Les soudards en Centrafrique

rédigé le 8 septembre 2014 (mis en ligne le 12 septembre 2014) - Yanis Thomas

Neuf mois après le début de l’intervention militaire française (Sangaris), la Centrafrique est toujours en proie aux violences. Le sommet de Brazzaville, qui avait rassemblé dans la capitale congolaise les différents protagonistes de la crise afin d’instaurer un cessez-le-feu, a été un échec. Les troupes étrangères présentes dans le pays le sont donc encore pour longtemps…

Embourbée dans la guerre civile centrafricaine, la France annonce chercher une porte de sortie. Selon le sénateur Jacques Berthou « notre stratégie c’est qu’à une opération militaire, Sangaris, décidée dans l’urgence pour éviter ce qui aurait pu dégénérer en logique génocidaire, se substitue progressivement une opération sécuritaire autour d’Eufor RCA et de l’opération de maintien de la paix de l’ONU (12 000 h) » (Sénat, 13/05). Cela sous-entend-il que l’armée française va enfin quitter la Centrafrique ? Il n’en est rien.
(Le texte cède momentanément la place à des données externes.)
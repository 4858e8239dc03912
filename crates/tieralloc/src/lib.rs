pub mod allocator;
pub mod arena;
pub mod coalesce;
pub mod fsa;
pub mod large;
pub mod platform;
#[cfg(feature = "stats")]
pub mod stats;
pub mod util;

pub use allocator::MemoryAllocator;
pub use arena::InitError;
Le plan français pour la Centrafrique

A la question de savoir quand le gouvernement compte relever les militaires français encore sur place, le ministre de la Défense, Jean-Yves Le Drian répond : « notre objectif est de revenir le plus rapidement possible à l’effectif initial. Nous avions 400 militaires à M’Poko depuis 2003, soutenus à partir de Libreville : c’est ce chiffre qui doit donner la mesure de notre présence sur place » (Assemblée Nationale, 27/05). En clair, garder le contrôle de l’aéroport principal du pays, pour avoir la possibilité d’intervenir militairement si la situation n’évolue pas dans le sens désiré par Paris.
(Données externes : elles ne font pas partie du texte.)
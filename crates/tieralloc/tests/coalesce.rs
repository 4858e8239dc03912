//! Coalesce-tier behavior: round-trips, neighbor merging in both orders,
//! best-fit selection, double-free handling and region lifecycle.

use tieralloc::MemoryAllocator;

fn initialized() -> MemoryAllocator {
    let mut allocator = MemoryAllocator::new();
    allocator.init().expect("allocator init failed");
    allocator
}

// ---------------------------------------------------------------------------
// Round-trip through the coalesce tier with full pattern fills
// ---------------------------------------------------------------------------

#[test]
fn coalesce_round_trip() {
    let mut a = initialized();
    let sizes = [1024usize, 8192, 32768, 65536];
    let mut blocks = Vec::new();
    let primed_regions = a.used_regions();

    unsafe {
        for &size in &sizes {
            let block = a.alloc(size);
            assert!(!block.is_null(), "alloc({}) returned null", size);
            core::ptr::write_bytes(block, 0xCC, size);
            assert_eq!(block.read(), 0xCC);
            assert_eq!(block.add(size - 1).read(), 0xCC);
            blocks.push(block);
        }

        for &block in blocks.iter().rev() {
            a.free(block);
        }

        // The freed space satisfies the largest request again without
        // commissioning another region.
        let again = a.alloc(65536);
        assert!(!again.is_null());
        assert_eq!(a.used_regions(), primed_regions);
        a.free(again);
    }

    let stats = a.statistics();
    assert_eq!(stats.coalesce_alloc_count, sizes.len() + 1);
    assert_eq!(stats.total_allocations, stats.total_frees);
    assert_eq!(stats.current_allocated, 0);
    a.destroy();
}

// ---------------------------------------------------------------------------
// Merging two physically adjacent blocks, in either free order, yields one
// contiguous block of the summed size -- observed by the follow-up
// allocation landing exactly on the merged block
// ---------------------------------------------------------------------------

unsafe fn merge_scenario(a: &mut MemoryAllocator, free_lower_first: bool) {
    // Four uniform small-region blocks come off the sorted free list at
    // descending adjacent addresses: a0 > b > c > d.
    let a0 = a.alloc(4096);
    let b = a.alloc(4096);
    let c = a.alloc(4096);
    let d = a.alloc(4096);
    assert!(!a0.is_null() && !b.is_null() && !c.is_null() && !d.is_null());

    let spacing = a0 as usize - b as usize;
    assert_eq!(spacing, b as usize - c as usize, "blocks are not adjacent");
    assert_eq!(spacing, c as usize - d as usize, "blocks are not adjacent");

    // b and c sit between two allocated guards (a0 above, d below), so the
    // merge may only combine the two of them.
    if free_lower_first {
        a.free(c);
        a.free(b);
    } else {
        a.free(b);
        a.free(c);
    }

    // A request for the exact summed payload can only be satisfied by the
    // merged block, and must land on the lower block's address.
    let merged = a.alloc(spacing + 4096);
    assert_eq!(
        merged, c,
        "adjacent free blocks did not merge into one contiguous block"
    );

    a.free(merged);
    a.free(a0);
    a.free(d);
}

#[test]
fn adjacent_blocks_merge_freeing_upper_first() {
    let mut a = initialized();
    unsafe {
        merge_scenario(&mut a, false);
    }
    let stats = a.statistics();
    assert_eq!(stats.total_allocations, stats.total_frees);
    a.destroy();
}

#[test]
fn adjacent_blocks_merge_freeing_lower_first() {
    let mut a = initialized();
    unsafe {
        merge_scenario(&mut a, true);
    }
    let stats = a.statistics();
    assert_eq!(stats.total_allocations, stats.total_frees);
    a.destroy();
}

// ---------------------------------------------------------------------------
// Best fit picks the smallest satisfying block: a split remainder beats the
// pristine larger blocks
// ---------------------------------------------------------------------------

#[test]
fn best_fit_prefers_smallest_satisfying_block() {
    let mut a = initialized();

    unsafe {
        // Soak up the medium region's odd-sized trailing block so the
        // remaining free list holds only uniform blocks.
        let trailing = a.alloc(49152);
        assert!(!trailing.is_null());

        // Splits one uniform block, leaving a remainder in the same span.
        let m = a.alloc(32768);
        assert!(!m.is_null());

        // The remainder is the smallest block that satisfies this request;
        // best fit must choose it over the untouched larger blocks, which
        // places the result inside the block `m` came from.
        let p = a.alloc(20000);
        assert!(!p.is_null());
        let offset = p as usize - m as usize;
        assert!(
            offset > 0 && offset < 66_000,
            "best fit ignored the split remainder (offset {})",
            offset
        );

        a.free(p);
        a.free(m);
        a.free(trailing);
    }

    let stats = a.statistics();
    assert_eq!(stats.total_allocations, stats.total_frees);
    a.destroy();
}

// ---------------------------------------------------------------------------
// Double free of a coalesce block is a no-op; free-then-alloc of the same
// size may hand the same address back intact
// ---------------------------------------------------------------------------

#[test]
fn double_free_is_noop() {
    let mut a = initialized();

    unsafe {
        // Allocated guards on both sides keep the middle block unmerged.
        let x = a.alloc(4096);
        let y = a.alloc(4096);
        let z = a.alloc(4096);
        assert!(!x.is_null() && !y.is_null() && !z.is_null());

        a.free(y);
        let after_first = a.statistics();

        a.free(y); // double free: no-op
        let after_second = a.statistics();
        assert_eq!(after_first, after_second);

        // The freed block is the best fit for the same request; headers
        // survived the free/alloc cycle.
        let y2 = a.alloc(4096);
        assert_eq!(y2, y);
        core::ptr::write_bytes(y2, 0x5A, 4096);
        assert_eq!(y2.add(4095).read(), 0x5A);

        a.free(y2);
        a.free(z);
        a.free(x);
    }

    let stats = a.statistics();
    assert_eq!(stats.total_allocations, stats.total_frees);
    a.destroy();
}

// ---------------------------------------------------------------------------
// Regions are commissioned lazily up to the slot table, then allocation
// fails; freeing makes the space servable again
// ---------------------------------------------------------------------------

#[test]
fn region_slots_exhaust_and_recover() {
    let mut a = initialized();
    let size = 9 * 1024 * 1024; // three per LARGE region, no split
    let mut live = Vec::new();

    unsafe {
        loop {
            let p = a.alloc(size);
            if p.is_null() {
                break;
            }
            live.push(p);
            assert!(live.len() < 1000, "allocation never exhausted");
        }

        // Every slot is commissioned and none can serve another request.
        assert_eq!(a.used_regions(), 16);
        assert!(!live.is_empty());

        for &p in &live {
            a.free(p);
        }

        // Merged space serves the same request again without new slots.
        let p = a.alloc(size);
        assert!(!p.is_null());
        assert_eq!(a.used_regions(), 16);
        a.free(p);
    }

    let stats = a.statistics();
    assert_eq!(stats.total_allocations, stats.total_frees);
    assert_eq!(stats.current_allocated, 0);
    a.destroy();
}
On notera qu’il n’est pas question d’intégrer les soldats français à la force de maintien de la paix de l’ONU qui doit se mettre en place le 15 septembre 2014 (la MINUSCA, pour Mission intégrée multidimensionnelle de stabilisation des Nations Unies en République centrafricaine). La France tient à garder une force de frappe indépendante afin de pouvoir agir à sa guise, comme au Mali et en Côte d’Ivoire.
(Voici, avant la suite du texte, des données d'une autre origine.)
#![no_main]

use libfuzzer_sys::fuzz_target;
use std::cell::RefCell;
use tieralloc::MemoryAllocator;

// Fuzz target that exercises size boundaries and alignment.
// Interprets input as a series of u32 sizes, allocates each, writes to the
// full extent, verifies alignment and content, and frees.

thread_local! {
    static ALLOCATOR: RefCell<MemoryAllocator> = RefCell::new(MemoryAllocator::new());
}

fuzz_target!(|data: &[u8]| {
    ALLOCATOR.with(|cell| {
        let mut allocator = cell.borrow_mut();
        if allocator.init().is_err() {
            return;
        }

        let mut i = 0;
        while i + 4 <= data.len() {
            let raw_size = u32::from_le_bytes([data[i], data[i + 1], data[i + 2], data[i + 3]]);
            i += 4;

            // Cap to keep pass-through traffic reasonable (16 MiB crosses
            // the large threshold, so every tier still gets hit).
            let size = (raw_size as usize) % (16 * 1024 * 1024);

            let ptr = unsafe { allocator.alloc(size) };
            if size == 0 {
                assert!(ptr.is_null(), "alloc(0) must return null");
                continue;
            }
            if ptr.is_null() {
                continue; // exhaustion is a valid outcome
            }

            assert_eq!(
                ptr as usize % 8,
                0,
                "alloc({}) returned unaligned pointer {:p}",
                size,
                ptr
            );

            // Write to full extent -- this must not trap.
            unsafe {
                std::ptr::write_bytes(ptr, 0xBB, size);
            }

            // Spot-check the extremes.
            unsafe {
                assert_eq!(*ptr, 0xBB);
                assert_eq!(*ptr.add(size - 1), 0xBB);
            }

            unsafe { allocator.free(ptr) };
        }
    });
});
Reste que sur place, malgré ces déclarations, l’heure n’est toujours pas au retrait. La France a ainsi décidé de renforcer ses troupes en envoyant des blindés lourds (des VBCI), du même modèle que ceux qui avaient été déployés lors de la guerre au Mali. De même, l’état-major assume désormais qu’il y a au moins 2250 soldats français dans le pays (2000 pour Sangaris et 250 pour EUFOR RCA). Des chiffres qui ne prennent pas en compte les forces spéciales de l’opération Auriga, elles aussi très actives sur le terrain.

Qui restera sur place ?

La force Sangaris étant destinée à être réduite à sa portion congrue, qu’en est-il pour les autres forces internationales déployées dans le pays ? Difficilement mise en place et à moitié constituée de soldats français, l’opération européenne EUFOR RCA Bangui n’a pas vocation à s’éterniser en Centrafrique. Elle doit plier bagage à la fin de l’année. Ce sera donc à la MINUSCA, qui prendra le relais de la force africaine actuellement déployée (la MISCA), d’assurer le travail. Les 5800 soldats qui la composent deviendront donc des Casques Bleus. Ils seront rejoints par 1800 soldats et policiers supplémentaires, dont trois bataillons d’infanterie fournis par le Maroc [1], le Bangladesh et le Pakistan, et des policiers rwandais et sénégalais, portant l’effectif total à 7600 hommes, bien loin des 12 000 escomptés (Jeune Afrique, 20/08/2014). Le tout sera dirigé par le général sénégalais Babacar Gaye.

Les exactions de la MISCA

Avant même d’avoir commencé, la mission de l’ONU part avec un lourd passif. En effet, un certains nombre de soldats de la MISCA ont commis de graves exactions durant leur mandat, faisant craindre le pire pour la suite.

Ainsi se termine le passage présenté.